Meskipun demikian, bukan berarti perjalanan karier Hendra mustahil diikuti yang lain. Sebaliknya Hendra bisa mendapatkan penerus-penerus pada diri atlet-atlet seperti Fikri dan Bagas.
Baca juga: The Daddies senang dengan regenerasi ganda putra
Lain dari itu, pertemuan Fikri/Bagas dengan Hendra/Ahsan dalam final All England dua hari lalu itu menyingkapkan fakta menarik yang bukan sekadar menyimbolkan kompetisi yang begitu hidup dalam bulu tangkis ganda putra Indonesia.
Pertemuan kedua pasangan ini juga melambangkan persenyawaan yang kuat antara sistem senior dan junior dalam bulu tangkis Indonesia. Dan ini membuat negara lain kesulitan menembus dominasi ganda putra Indonesia.

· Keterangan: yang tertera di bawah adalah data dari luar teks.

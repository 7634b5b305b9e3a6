//! Per-channel conversation history storage.

mod memory;
mod s3;

use std::fmt;
use std::future::Future;

use crate::error::Result;
use crate::types::Message;

pub use memory::MemoryStore;
pub use s3::S3Store;

/// Keyed mapping from channel id to that channel's message history.
///
/// Implementations only need atomic per-key replace and delete. Nothing here
/// guards against two writers racing on one key; callers serialize per
/// channel.
pub trait ConversationStore: Send + Sync {
    fn get(&self, channel_id: &str) -> impl Future<Output = Result<Option<Vec<Message>>>> + Send;

    fn set(
        &self,
        channel_id: &str,
        messages: &[Message],
    ) -> impl Future<Output = Result<()>> + Send;

    /// Deleting a missing key is not an error.
    fn delete(&self, channel_id: &str) -> impl Future<Output = Result<()>> + Send;
}

/// Store key for a channel, `("channel", id)`.
#[derive(Debug, Clone, Copy, PartialEq, Eq, Hash)]
pub struct StoreKey<'a> {
    pub channel_id: &'a str,
}

impl<'a> StoreKey<'a> {
    #[must_use]
    pub fn channel(channel_id: &'a str) -> Self {
        Self { channel_id }
    }
}

impl fmt::Display for StoreKey<'_> {
    fn fmt(&self, f: &mut fmt::Formatter<'_>) -> fmt::Result {
        write!(f, "channel/{}", self.channel_id)
    }
}

/// Store selected at startup from configuration.
#[derive(Debug)]
pub enum StoreBackend {
    Memory(MemoryStore),
    S3(S3Store),
}

impl ConversationStore for StoreBackend {
    async fn get(&self, channel_id: &str) -> Result<Option<Vec<Message>>> {
        match self {
            StoreBackend::Memory(store) => store.get(channel_id).await,
            StoreBackend::S3(store) => store.get(channel_id).await,
        }
    }

    async fn set(&self, channel_id: &str, messages: &[Message]) -> Result<()> {
        match self {
            StoreBackend::Memory(store) => store.set(channel_id, messages).await,
            StoreBackend::S3(store) => store.set(channel_id, messages).await,
        }
    }

    async fn delete(&self, channel_id: &str) -> Result<()> {
        match self {
            StoreBackend::Memory(store) => store.delete(channel_id).await,
            StoreBackend::S3(store) => store.delete(channel_id).await,
        }
    }
}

Dari zaman ke zaman, persenyawaan ini terjaga. Persatuan Bulutangkis Seluruh Indonesia (PBSI) dan para pelatih sepertinya berusaha menciptakan standard atau acuan pada diri pemain-pemain senior tertentu, dan saat bersamaan menciptakan sistem kompetisi yang sehat dan kredibel yang bisa terus menghasilkan yang terbaik.
Pendekatan ini terutama terlihat pada ganda putra, walaupun sebenarnya terjadi pula dalam semua sektor, termasuk ganda campuran, dan juga ganda putri yang belakangan maju pesat sampai medali emas Olimpiade bisa mereka rebut tahun lalu.

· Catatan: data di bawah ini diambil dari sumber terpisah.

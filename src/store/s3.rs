//! S3-backed conversation store.

use aws_config::{BehaviorVersion, Region};
use aws_sdk_s3::{Client, operation::get_object::GetObjectError, primitives::ByteStream};
use log::{debug, info};

use crate::{
    config::S3Config,
    error::{BotError, Result},
    types::Message,
};

use super::{ConversationStore, StoreKey};

/// Conversation store keeping one JSON object per channel.
#[derive(Debug)]
pub struct S3Store {
    client: Client,
    bucket: String,
    prefix: String,
}

impl S3Store {
    /// Build a new S3 store from configuration.
    ///
    /// # Errors
    ///
    /// Returns an error if the AWS config or credentials cannot be loaded.
    pub async fn from_config(config: &S3Config) -> Result<Self> {
        let mut loader = aws_config::defaults(BehaviorVersion::latest())
            .region(Region::new(config.region.clone()));
        if let Some(endpoint) = &config.endpoint {
            loader = loader.endpoint_url(endpoint.clone());
        }
        let shared_config = loader.load().await;

        info!(
            "Using S3 conversation store at s3://{}/{}",
            config.bucket, config.prefix
        );

        Ok(Self {
            client: Client::new(&shared_config),
            bucket: config.bucket.clone(),
            prefix: config.prefix.clone(),
        })
    }

    fn object_key(&self, channel_id: &str) -> String {
        object_key(&self.prefix, channel_id)
    }
}

fn object_key(prefix: &str, channel_id: &str) -> String {
    format!("{prefix}{}.json", StoreKey::channel(channel_id))
}

impl ConversationStore for S3Store {
    async fn get(&self, channel_id: &str) -> Result<Option<Vec<Message>>> {
        let key = self.object_key(channel_id);
        let output = match self
            .client
            .get_object()
            .bucket(&self.bucket)
            .key(&key)
            .send()
            .await
        {
            Ok(output) => output,
            Err(err)
                if err
                    .as_service_error()
                    .is_some_and(GetObjectError::is_no_such_key) =>
            {
                debug!("No stored conversation at {key}");
                return Ok(None);
            }
            Err(err) => return Err(err.into()),
        };

        let bytes = output
            .body
            .collect()
            .await
            .map_err(|e| BotError::Store(format!("Failed to read {key}: {e}")))?
            .into_bytes();

        Ok(Some(serde_json::from_slice(&bytes)?))
    }

    async fn set(&self, channel_id: &str, messages: &[Message]) -> Result<()> {
        let key = self.object_key(channel_id);
        let body = serde_json::to_vec(messages)?;
        debug!("Writing {} messages to {key}", messages.len());

        self.client
            .put_object()
            .bucket(&self.bucket)
            .key(&key)
            .content_type("application/json")
            .body(ByteStream::from(body))
            .send()
            .await?;

        Ok(())
    }

    async fn delete(&self, channel_id: &str) -> Result<()> {
        let key = self.object_key(channel_id);
        debug!("Deleting {key}");

        self.client
            .delete_object()
            .bucket(&self.bucket)
            .key(&key)
            .send()
            .await?;

        Ok(())
    }
}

Baca juga: PBSI bangga dengan munculnya jagoan baru ganda putra nasional
Semua perkembangan ini membuat penggemar bulu tangkis dan masyarakat Indonesia umumnya, bisa berbesar hati karena apa yang terjadi saat ini bisa menjadi petunjuk untuk langkah besar yang ditempuh Indonesia dalam turnamen-turnamen berikutnya. Syukur-syukur terjadi pada semua sektor, termasuk tunggal putri.

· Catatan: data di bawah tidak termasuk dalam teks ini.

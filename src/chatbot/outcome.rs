//! Result of handling one inbound message.

use crate::error::BotError;
use crate::text::{DISCORD_MESSAGE_LIMIT, truncate_chars};

const APOLOGY: &str = " にゃーん";

/// What happened to the channel's stored conversation.
#[derive(Debug, Clone, Copy, PartialEq, Eq)]
pub enum StateAction {
    Keep,
    Reset,
}

/// Whether the host should log or alert on this event.
#[derive(Debug, Clone, PartialEq, Eq)]
pub enum HostNotify {
    Ok,
    Failure(String),
}

#[derive(Debug, Clone, PartialEq, Eq)]
pub struct Outcome {
    /// Text to post in the channel, if any.
    pub reply: Option<String>,
    pub state_action: StateAction,
    pub host_notify: HostNotify,
}

impl Outcome {
    #[must_use]
    pub fn ignored() -> Self {
        Self {
            reply: None,
            state_action: StateAction::Keep,
            host_notify: HostNotify::Ok,
        }
    }

    pub fn reply(text: impl Into<String>) -> Self {
        Self {
            reply: Some(text.into()),
            state_action: StateAction::Keep,
            host_notify: HostNotify::Ok,
        }
    }

    /// Conversation was cleared on request.
    pub fn reset(text: impl Into<String>) -> Self {
        Self {
            reply: Some(text.into()),
            state_action: StateAction::Reset,
            host_notify: HostNotify::Ok,
        }
    }

    /// Generation failed; the conversation was dropped and the user gets the
    /// error text followed by an apology.
    ///
    /// The reply fits in one Discord message; the host still gets the full
    /// description.
    #[must_use]
    pub fn failure(error: &BotError) -> Self {
        let detail = error.to_string();
        let budget = DISCORD_MESSAGE_LIMIT - APOLOGY.chars().count();
        Self {
            reply: Some(format!("{}{APOLOGY}", truncate_chars(&detail, budget))),
            state_action: StateAction::Reset,
            host_notify: HostNotify::Failure(detail),
        }
    }
}

#[cfg(test)]
mod tests {
    use reqwest::StatusCode;

    use super::*;

    #[test]
    fn failure_embeds_error_description() {
        let outcome = Outcome::failure(&BotError::Timeout);

        assert_eq!(outcome.reply.as_deref(), Some("LLM request timed out にゃーん"));
        assert_eq!(outcome.state_action, StateAction::Reset);
        assert_eq!(
            outcome.host_notify,
            HostNotify::Failure("LLM request timed out".to_string())
        );
    }

    #[test]
    fn failure_reply_fits_one_message() {
        let body = "<html>".repeat(600);
        let outcome = Outcome::failure(&BotError::LlmApi {
            status: StatusCode::BAD_GATEWAY,
            message: body.clone(),
        });

        let reply = outcome.reply.unwrap_or_default();
        assert_eq!(reply.chars().count(), DISCORD_MESSAGE_LIMIT);
        assert!(reply.ends_with("… にゃーん"));
        assert!(matches!(
            outcome.host_notify,
            HostNotify::Failure(detail) if detail.contains(&body)
        ));
    }

    #[test]
    fn ignored_has_no_reply() {
        let outcome = Outcome::ignored();
        assert!(outcome.reply.is_none());
        assert_eq!(outcome.host_notify, HostNotify::Ok);
    }
}
//! Test doubles for the controller's collaborators.

use std::collections::VecDeque;
use std::sync::Mutex;
use std::time::Duration;

use crate::error::{BotError, Result};
use crate::gateway::{ChatRequest, ModelGateway};
use crate::store::ConversationStore;
use crate::trigger::RandomSource;
use crate::types::Message;

/// Always draws the same value.
pub struct FixedRandom(pub u32);

impl RandomSource for FixedRandom {
    fn below(&self, _upper: u32) -> u32 {
        self.0
    }
}

/// Gateway answering from a queue of canned results and recording requests.
#[derive(Default)]
pub struct ScriptedGateway {
    replies: Mutex<VecDeque<Result<Option<String>>>>,
    requests: Mutex<Vec<ChatRequest>>,
    delay: Option<Duration>,
}

impl ScriptedGateway {
    pub fn new(replies: impl IntoIterator<Item = Result<Option<String>>>) -> Self {
        Self {
            replies: Mutex::new(replies.into_iter().collect()),
            ..Self::default()
        }
    }

    pub fn replying(texts: &[&str]) -> Self {
        Self::new(texts.iter().map(|text| Ok(Some((*text).to_string()))))
    }

    pub fn with_delay(mut self, delay: Duration) -> Self {
        self.delay = Some(delay);
        self
    }

    pub fn requests(&self) -> Vec<ChatRequest> {
        self.requests.lock().map(|r| r.clone()).unwrap_or_default()
    }
}

impl ModelGateway for ScriptedGateway {
    async fn chat(&self, request: &ChatRequest) -> Result<Option<String>> {
        if let Ok(mut requests) = self.requests.lock() {
            requests.push(request.clone());
        }
        if let Some(delay) = self.delay {
            tokio::time::sleep(delay).await;
        }
        self.replies
            .lock()
            .ok()
            .and_then(|mut replies| replies.pop_front())
            .unwrap_or(Err(BotError::LlmResponse("script exhausted".to_string())))
    }
}

/// Store whose every operation fails.
pub struct BrokenStore;

impl ConversationStore for BrokenStore {
    async fn get(&self, _channel_id: &str) -> Result<Option<Vec<Message>>> {
        Err(BotError::Store("unreachable".to_string()))
    }

    async fn set(&self, _channel_id: &str, _messages: &[Message]) -> Result<()> {
        Err(BotError::Store("unreachable".to_string()))
    }

    async fn delete(&self, _channel_id: &str) -> Result<()> {
        Err(BotError::Store("unreachable".to_string()))
    }
}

Ekspektasi pun bisa membesar, khususnya dalam kaitan dengan prospek mencetak prestasi besar pada ajang-ajang seperti Asian Games Beijing dan Kejuaraan Dunia Tokyo yang keduanya digelar tahun ini, serta Olimpiade Paris 2024.
Untuk itu, tak berlebihan jika sukses Fikri/Bagas adalah mengenai bagaimana Indonesia bersiap menghadapi ajang-ajang itu, khususnya Olimpiade Paris di mana tuan rumah Prancis pun sudah ancang-ancang merebut medali dari bulu tangkis dengan menyewa pelatih asing terbaik.
Selain itu, sukses bulu tangkis adalah juga tentang upaya menjaga cabang olahraga ini tetap dalam genggaman Indonesia karena bulu tangkis sudah menjadi bagian dari identitas dan budaya bangsa.